◆ **WHAT THE TASK ASKS**: Copy every line that contains the string "else" from the entries below.

/---

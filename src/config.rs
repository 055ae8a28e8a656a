use std::path::{Path, PathBuf};

use crate::controller::AnimationConfig;
use crate::error::ConfigError;

/// Computer opponent settings.
#[derive(Debug, Clone, Default, PartialEq, Eq, serde::Serialize, serde::Deserialize)]
#[serde(default)]
pub struct AiConfig {
    /// Fixed RNG seed for the random fallback move; fresh entropy when unset
    pub seed: Option<u64>,
}

#[derive(Debug, Clone, PartialEq, Eq, serde::Serialize, serde::Deserialize)]
#[serde(default)]
pub struct LoggingConfig {
    /// Log file; the terminal is owned by the UI
    pub file: PathBuf,
    /// `EnvFilter` directive used when `RUST_LOG` is not set
    pub level: String,
}

impl Default for LoggingConfig {
    fn default() -> Self {
        LoggingConfig {
            file: PathBuf::from("tic_tac_toe.log"),
            level: "info".to_string(),
        }
    }
}

/// Top-level application configuration, loadable from TOML.
#[derive(Debug, Clone, Default, PartialEq, serde::Serialize, serde::Deserialize)]
#[serde(default)]
pub struct AppConfig {
    pub animation: AnimationConfig,
    pub ai: AiConfig,
    pub logging: LoggingConfig,
}

impl AppConfig {
    /// Load configuration from a TOML file.
    pub fn load(path: &Path) -> Result<Self, ConfigError> {
        let content = std::fs::read_to_string(path).map_err(|e| ConfigError::FileRead {
            path: path.to_path_buf(),
            source: e,
        })?;
        let config: AppConfig = toml::from_str(&content)?;
        config.validate()?;
        Ok(config)
    }

    /// Load configuration from a TOML file, falling back to defaults if the file
    /// does not exist.
    pub fn load_or_default(path: &Path) -> Result<Self, ConfigError> {
        if path.exists() {
            Self::load(path)
        } else {
            Ok(Self::default())
        }
    }

    /// Validate configuration values.
    pub fn validate(&self) -> Result<(), ConfigError> {
        if self.animation.placement_steps == 0 {
            return Err(ConfigError::Validation(
                "animation.placement_steps must be > 0".into(),
            ));
        }
        if self.animation.win_line_steps == 0 {
            return Err(ConfigError::Validation(
                "animation.win_line_steps must be > 0".into(),
            ));
        }
        if self.animation.tick_interval_ms == 0 {
            return Err(ConfigError::Validation(
                "animation.tick_interval_ms must be > 0".into(),
            ));
        }
        if self.logging.level.trim().is_empty() {
            return Err(ConfigError::Validation(
                "logging.level must not be empty".into(),
            ));
        }
        if self.logging.file.as_os_str().is_empty() {
            return Err(ConfigError::Validation(
                "logging.file must not be empty".into(),
            ));
        }

        Ok(())
    }

    /// Generate a TOML string with all default values (useful for creating
    /// example config files).
    pub fn default_toml() -> String {
        toml::to_string_pretty(&AppConfig::default()).expect("default config serializes")
    }
}
use crate::game::{Player, SIZE};

/// Inner size of one board cell in terminal columns and rows.
pub const CELL_WIDTH: usize = 7;
pub const CELL_HEIGHT: usize = 3;

/// Outer size of the drawn grid, borders included.
pub const GRID_WIDTH: u16 = (SIZE * (CELL_WIDTH + 1) + 1) as u16;
pub const GRID_HEIGHT: u16 = (SIZE * (CELL_HEIGHT + 1) + 1) as u16;

pub type Glyph = [[char; CELL_WIDTH]; CELL_HEIGHT];

/// X is drawn as two strokes, top-left to bottom-right first.
const X_STROKES: [(usize, usize, char); 6] = [
    (0, 1, '\\'),
    (1, 3, '\\'),
    (2, 5, '\\'),
    (0, 5, '/'),
    (1, 3, 'X'),
    (2, 1, '/'),
];

/// O sweeps clockwise from the top.
const O_SWEEP: [(usize, usize, char); 12] = [
    (0, 3, '─'),
    (0, 4, '─'),
    (0, 5, '╮'),
    (1, 5, '│'),
    (2, 5, '╯'),
    (2, 4, '─'),
    (2, 3, '─'),
    (2, 2, '─'),
    (2, 1, '╰'),
    (1, 1, '│'),
    (0, 1, '╭'),
    (0, 2, '─'),
];

/// How many of `total` segments are visible at `progress`.
pub fn segments_drawn(progress: f32, total: usize) -> usize {
    let drawn = (progress.clamp(0.0, 1.0) * total as f32).ceil() as usize;
    drawn.min(total)
}

/// Characters for one cell, with the piece drawn up to its progress.
pub fn glyph(piece: Option<(Player, f32)>) -> Glyph {
    let mut out = [[' '; CELL_WIDTH]; CELL_HEIGHT];
    let Some((player, progress)) = piece else {
        return out;
    };
    let segments: &[(usize, usize, char)] = match player {
        Player::X => &X_STROKES,
        Player::O => &O_SWEEP,
    };
    for &(row, col, ch) in &segments[..segments_drawn(progress, segments.len())] {
        out[row][col] = ch;
    }
    out
}

/// Number of winning cells to highlight, start to end.
pub fn lit_cells(progress: f32) -> usize {
    segments_drawn(progress, SIZE)
}

#[cfg(test)]
mod tests {
    use super::*;

    fn drawn(g: &Glyph) -> usize {
        g.iter().flatten().filter(|&&c| c != ' ').count()
    }

    #[test]
    fn test_empty_and_unstarted_cells_are_blank() {
        assert_eq!(drawn(&glyph(None)), 0);
        assert_eq!(drawn(&glyph(Some((Player::X, 0.0)))), 0);
        assert_eq!(drawn(&glyph(Some((Player::O, 0.0)))), 0);
    }

    #[test]
    fn test_x_draws_first_stroke_then_second() {
        let half = glyph(Some((Player::X, 0.5)));
        assert_eq!(half[0][1], '\\');
        assert_eq!(half[1][3], '\\');
        assert_eq!(half[2][5], '\\');
        assert_eq!(half[0][5], ' ');

        let full = glyph(Some((Player::X, 1.0)));
        assert_eq!(full[1][3], 'X');
        assert_eq!(full[0][5], '/');
        assert_eq!(full[2][1], '/');
    }

    #[test]
    fn test_o_sweep_grows_monotonically() {
        let mut last = 0;
        for step in 0..=10 {
            let count = drawn(&glyph(Some((Player::O, step as f32 / 10.0))));
            assert!(count >= last);
            last = count;
        }
        assert_eq!(last, O_SWEEP.len());
    }

    #[test]
    fn test_lit_cells() {
        assert_eq!(lit_cells(0.0), 0);
        assert_eq!(lit_cells(0.2), 1);
        assert_eq!(lit_cells(0.5), 2);
        assert_eq!(lit_cells(1.0), 3);
        assert_eq!(lit_cells(7.0), 3);
    }

    #[test]
    fn test_grid_size() {
        assert_eq!(GRID_WIDTH, 25);
        assert_eq!(GRID_HEIGHT, 13);
    }
}
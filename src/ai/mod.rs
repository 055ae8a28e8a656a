mod agent;
mod heuristic;
mod random;

pub use agent::Agent;
pub use heuristic::WinBlockAgent;
pub use random::{MoveSelector, UniformSelector};
//! Terminal front-end: the event loop with the tick clock, a ratatui
//! renderer with animated pieces, and a logging status sink.

mod app;
pub mod board_widget;
mod game_view;
mod status_sink;

pub use app::App;
pub use game_view::{grid_rect, TerminalRenderer};
pub use status_sink::TracingStatusSink;
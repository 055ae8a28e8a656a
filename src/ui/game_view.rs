use crate::controller::{BoardGeometry, Renderer, Scene, StatusMessage};
use crate::game::{Player, Position, SIZE};
use ratatui::{
    backend::Backend,
    layout::{Alignment, Constraint, Direction, Layout, Rect},
    style::{Color, Modifier, Style},
    text::{Line, Span},
    widgets::{Block, Borders, Paragraph},
    Frame, Terminal,
};

use super::board_widget::{self, CELL_HEIGHT, CELL_WIDTH, GRID_HEIGHT, GRID_WIDTH};

/// Draws controller scenes to a ratatui terminal and remembers where the
/// grid landed so mouse clicks can be mapped back to cells.
pub struct TerminalRenderer<B: Backend> {
    terminal: Terminal<B>,
    cursor: Position,
    grid: Rect,
}

impl<B: Backend> TerminalRenderer<B> {
    pub fn new(terminal: Terminal<B>) -> Self {
        TerminalRenderer {
            terminal,
            cursor: Position::new(1, 1),
            grid: Rect::default(),
        }
    }

    pub fn terminal(&self) -> &Terminal<B> {
        &self.terminal
    }

    pub fn terminal_mut(&mut self) -> &mut Terminal<B> {
        &mut self.terminal
    }

    /// Keyboard cursor, drawn while the human can move
    pub fn set_cursor(&mut self, cursor: Position) {
        self.cursor = cursor;
    }

    /// Cell geometry of the last frame, in terminal cells. Clicks past the
    /// drawn grid miss, even when a small terminal cut it short.
    pub fn geometry(&self) -> BoardGeometry {
        BoardGeometry::new(
            f32::from(self.grid.x) + 1.0,
            f32::from(self.grid.y) + 1.0,
            (CELL_WIDTH + 1) as f32,
            (CELL_HEIGHT + 1) as f32,
        )
        .clipped_to(
            f32::from(self.grid.right()),
            f32::from(self.grid.bottom()),
        )
    }
}

impl<B: Backend> Renderer for TerminalRenderer<B> {
    type Error = B::Error;

    fn render(&mut self, scene: &Scene<'_>) -> Result<(), Self::Error> {
        let cursor = self.cursor;
        let mut grid = self.grid;
        self.terminal.draw(|frame| {
            grid = render(frame, scene, cursor);
        })?;
        self.grid = grid;
        Ok(())
    }
}

/// Render one frame and return the area the grid occupies.
pub fn render(frame: &mut Frame, scene: &Scene<'_>, cursor: Position) -> Rect {
    let chunks = Layout::default()
        .direction(Direction::Vertical)
        .constraints([
            Constraint::Length(3),        // Header
            Constraint::Min(GRID_HEIGHT), // Board
            Constraint::Length(3),        // Controls
        ])
        .split(frame.area());

    render_header(frame, scene.status, chunks[0]);
    let grid = grid_rect(chunks[1]);
    render_board(frame, scene, cursor, grid);
    render_controls(frame, scene.is_game_over(), chunks[2]);
    grid
}

/// The grid centered in `area`, shrunk if the terminal is too small.
pub fn grid_rect(area: Rect) -> Rect {
    let width = GRID_WIDTH.min(area.width);
    let height = GRID_HEIGHT.min(area.height);
    Rect {
        x: area.x + (area.width - width) / 2,
        y: area.y + (area.height - height) / 2,
        width,
        height,
    }
}

fn player_color(player: Player) -> Color {
    match player {
        Player::X => Color::LightRed,
        Player::O => Color::LightBlue,
    }
}

fn render_header(frame: &mut Frame, status: StatusMessage, area: Rect) {
    let color = if status.is_final() {
        Color::Yellow
    } else if status == StatusMessage::YourTurn {
        player_color(Player::X)
    } else {
        player_color(Player::O)
    };

    let header = Paragraph::new(status.to_string())
        .style(Style::default().fg(color).add_modifier(Modifier::BOLD))
        .alignment(Alignment::Center)
        .block(Block::default().borders(Borders::ALL).title("Tic-Tac-Toe"));

    frame.render_widget(header, area);
}

fn grid_border(left: char, mid: char, right: char) -> Line<'static> {
    let segment = "─".repeat(CELL_WIDTH);
    let mut text = String::new();
    text.push(left);
    for col in 0..SIZE {
        text.push_str(&segment);
        text.push(if col + 1 < SIZE { mid } else { right });
    }
    Line::from(text)
}

fn render_board(frame: &mut Frame, scene: &Scene<'_>, cursor: Position, area: Rect) {
    let lit: Vec<Position> = scene
        .win_line
        .map(|line| {
            let cells = line.cells();
            cells[..board_widget::lit_cells(scene.win_line_progress())].to_vec()
        })
        .unwrap_or_default();
    let show_cursor = scene.phase.accepts_input();

    let mut lines = vec![grid_border('┌', '┬', '┐')];
    for row in 0..SIZE {
        let glyphs: Vec<_> = (0..SIZE)
            .map(|col| board_widget::glyph(scene.piece_at(Position::new(row, col))))
            .collect();

        for inner in 0..CELL_HEIGHT {
            let mut spans = vec![Span::raw("│")];
            for (col, glyph) in glyphs.iter().enumerate() {
                let pos = Position::new(row, col);
                let mut style = Style::default();
                if let Some((player, _)) = scene.piece_at(pos) {
                    style = style.fg(player_color(player)).add_modifier(Modifier::BOLD);
                }
                if lit.contains(&pos) {
                    style = style.bg(Color::Green);
                } else if show_cursor && pos == cursor {
                    style = style.bg(Color::DarkGray);
                }

                let mut text: String = glyph[inner].iter().collect();
                if scene.piece_at(pos).is_none() && inner == CELL_HEIGHT / 2 {
                    // Number for the 1-9 keys
                    let label = char::from(b'1' + pos.index() as u8);
                    text = format!("{:^width$}", label, width = CELL_WIDTH);
                    style = style.fg(Color::DarkGray);
                }
                spans.push(Span::styled(text, style));
                spans.push(Span::raw("│"));
            }
            lines.push(Line::from(spans));
        }

        lines.push(if row + 1 < SIZE {
            grid_border('├', '┼', '┤')
        } else {
            grid_border('└', '┴', '┘')
        });
    }

    frame.render_widget(Paragraph::new(lines), area);
}

fn render_controls(frame: &mut Frame, game_over: bool, area: Rect) {
    let line = if game_over {
        Line::from(vec![
            Span::styled(
                "R: Replay",
                Style::default()
                    .fg(Color::Yellow)
                    .add_modifier(Modifier::BOLD),
            ),
            Span::raw("  |  Q: Quit"),
        ])
    } else {
        Line::from("Click / 1-9 / Arrows+Enter: Place  |  R: Restart  |  Q: Quit")
    };

    let controls = Paragraph::new(line)
        .alignment(Alignment::Center)
        .block(Block::default().borders(Borders::ALL).title("Controls"));

    frame.render_widget(controls, area);
}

\---

◆ **EXPECTED ANSWER**:
        } else {
    let Some((player, progress)) = piece else {
    } else if status == StatusMessage::YourTurn {
    } else {
        text.push(if col + 1 < SIZE { mid } else { right });
                } else if show_cursor && pos == cursor {
        } else {
    } else {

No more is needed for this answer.